[coyotos-dev] Explicit Persistence Considered Harmful
Christopher Nelson
nadiasvertex at gmail.com
Mon Aug 18 17:17:53 CDT 2008
> 3. There are recoverability issues associated with implicit persistence.
> It is actually important that buggy program instances die and reload
> their state. In consequence, the argument that persistence eliminates
> the need for explicit storage seems dubious.
My thought on this is that there needs to be an ability to maintain
some sort of state that is not intimately bound to current runtime
state. Whether that happens to be an external filesystem, or
something else is another question entirely. Consider the example of
a webserver.
There is a certain amount of configuration data that needs to be
stored to initialize the server from a cold start. I can think of a
few ways of representing, for example, the httpd.conf sort of file.

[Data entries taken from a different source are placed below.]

//! Crate implementing patched frame-of-reference (PFOR) compression of integers
//! see `Decoding billions of integers per second through vectorization`,
//! <https://arxiv.org/abs/1209.2137>
//!
//! Two codecs are provided: [`fastpfor::FastPFOR`], a patching scheme designed
//! for speed which groups exception values per page, and [`optpfd::OptPFD`],
//! which picks a per-block optimal width and codes exceptions with Simple16.
//!
//! Both work on blocks of exactly 128 integers; input lengths are truncated
//! down to a multiple of 128 (chain a variable-byte codec for the tail).
//! Neither applies differential coding, so sorted inputs should be
//! delta-encoded beforehand.
#![deny(missing_docs)]
pub mod bitpacking;
pub mod fastpfor;
pub mod optpfd;
pub mod simple16;

use thiserror::Error;

/// Number of integers in a block, the unit of width selection and packing.
pub const BLOCK_SIZE: usize = 128;

/// Errors reported when decoding a compressed stream.
///
/// Compression cannot fail (its input is plain integers), so only
/// [`IntegerCodec::uncompress`] returns this: the decoders validate the
/// stream and report corruption instead of running off the provided slices.
#[derive(Debug, Error, PartialEq, Eq)]
pub enum Error {
    /// The stream is inconsistent with the format; the message names the
    /// violated rule.
    #[error("malformed stream: {0}")]
    MalformedStream(&'static str),
}

/// read one word of the stream, turning an overrun into a decode error
pub(crate) fn word(input: &[u32], pos: usize) -> Result<u32, Error> {
    input
        .get(pos)
        .copied()
        .ok_or(Error::MalformedStream("unexpected end of input"))
}

/// Number of bits needed to represent `x` (0 for the value 0).
/// ```rust
/// use pfor::bits;
/// assert_eq!(bits(0), 0);
/// assert_eq!(bits(1), 1);
/// assert_eq!(bits(255), 8);
/// assert_eq!(bits(u32::MAX), 32);
/// ```
pub fn bits(x: u32) -> u32 {
    u32::BITS - x.leading_zeros()
}

/// round an integer to the next bigger multiple
/// ```rust
///  use pfor::round_to_multiple;
///  assert_eq!(round_to_multiple(10,10), 10);
///  assert_eq!(round_to_multiple(11,10), 20);
///  assert_eq!(round_to_multiple(6,5), 10);
/// ```
pub fn round_to_multiple(i: usize, multiple: usize) -> usize {
    ((i + multiple - 1) / multiple) * multiple
}

/// An integer codec: compresses `[u32]` slices into self-describing `[u32]`
/// streams and back, bit-exactly.
///
/// Input and output positions are explicit cursors advanced in place, so
/// codecs can be chained over the same buffers. A codec instance owns scratch
/// buffers that are reused across calls; it carries no semantic state between
/// calls but is **not** safe to share across threads (use one instance per
/// worker).
///
/// # Example
/// ```rust
/// use pfor::{fastpfor::FastPFOR, IntegerCodec};
/// let data: Vec<u32> = (0..1280).map(|x| x % 77).collect();
/// let mut codec = FastPFOR::default();
///
/// let mut compressed = vec![0_u32; data.len() + data.len() / 128 * 8 + 1024];
/// let (mut inpos, mut outpos) = (0, 0);
/// codec.compress(&data, &mut inpos, data.len(), &mut compressed, &mut outpos);
/// compressed.truncate(outpos);
///
/// let mut decoded = vec![0_u32; data.len()];
/// let (mut inpos, mut outpos) = (0, 0);
/// codec
///     .uncompress(&compressed, &mut inpos, compressed.len(), &mut decoded, &mut outpos)
///     .unwrap();
/// assert_eq!(decoded, data);
/// ```
pub trait IntegerCodec {
    /// Compress `inlen` values from `input[*inpos..]` into `output[*outpos..]`,
    /// advancing both cursors. `inlen` is rounded down to a multiple of 128;
    /// leftover tail values are neither consumed nor encoded. With fewer than
    /// 128 values nothing is written and the cursors stay put.
    ///
    /// The caller sizes `output`; `inlen + inlen / 128 * 8 + 1024` words are
    /// always enough. Running out of output space is a programming error and
    /// panics.
    fn compress(
        &mut self,
        input: &[u32],
        inpos: &mut usize,
        inlen: usize,
        output: &mut [u32],
        outpos: &mut usize,
    );

    /// Decompress from `input[*inpos..]` into `output[*outpos..]`, advancing
    /// both cursors. The number of values produced is read from the stream
    /// itself; `inlen` only distinguishes the empty input (compressing zero
    /// values writes zero words, and decoding zero words yields zero values).
    ///
    /// Corrupt streams are reported as [`Error::MalformedStream`]. A failed
    /// call leaves both cursors at an unspecified position.
    fn uncompress(
        &mut self,
        input: &[u32],
        inpos: &mut usize,
        inlen: usize,
        output: &mut [u32],
        outpos: &mut usize,
    ) -> Result<(), Error>;
}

(1) an external filesystem.
(2) a database server running either as cluster service (serving
several machines) or as a local service (servicing only the local
machine.)
(3) the ability to allocate persistent, non-volatile, named storage
that is rebound at runtime.
By (3) I mean that you allocate some memory space that is implicitly
persisted. However, if you have to cold start the process that
storage is not freed and reinitialized. Instead, it is rebound at
some predetermined place in the app's memory space, thus allowing the
app to reload its configuration.
One other thing to think about: providing persistent access to handles
to an "external" filesystem is probably inescapable, especially if you
intend to provide nfs or smb servers for coyotos storage.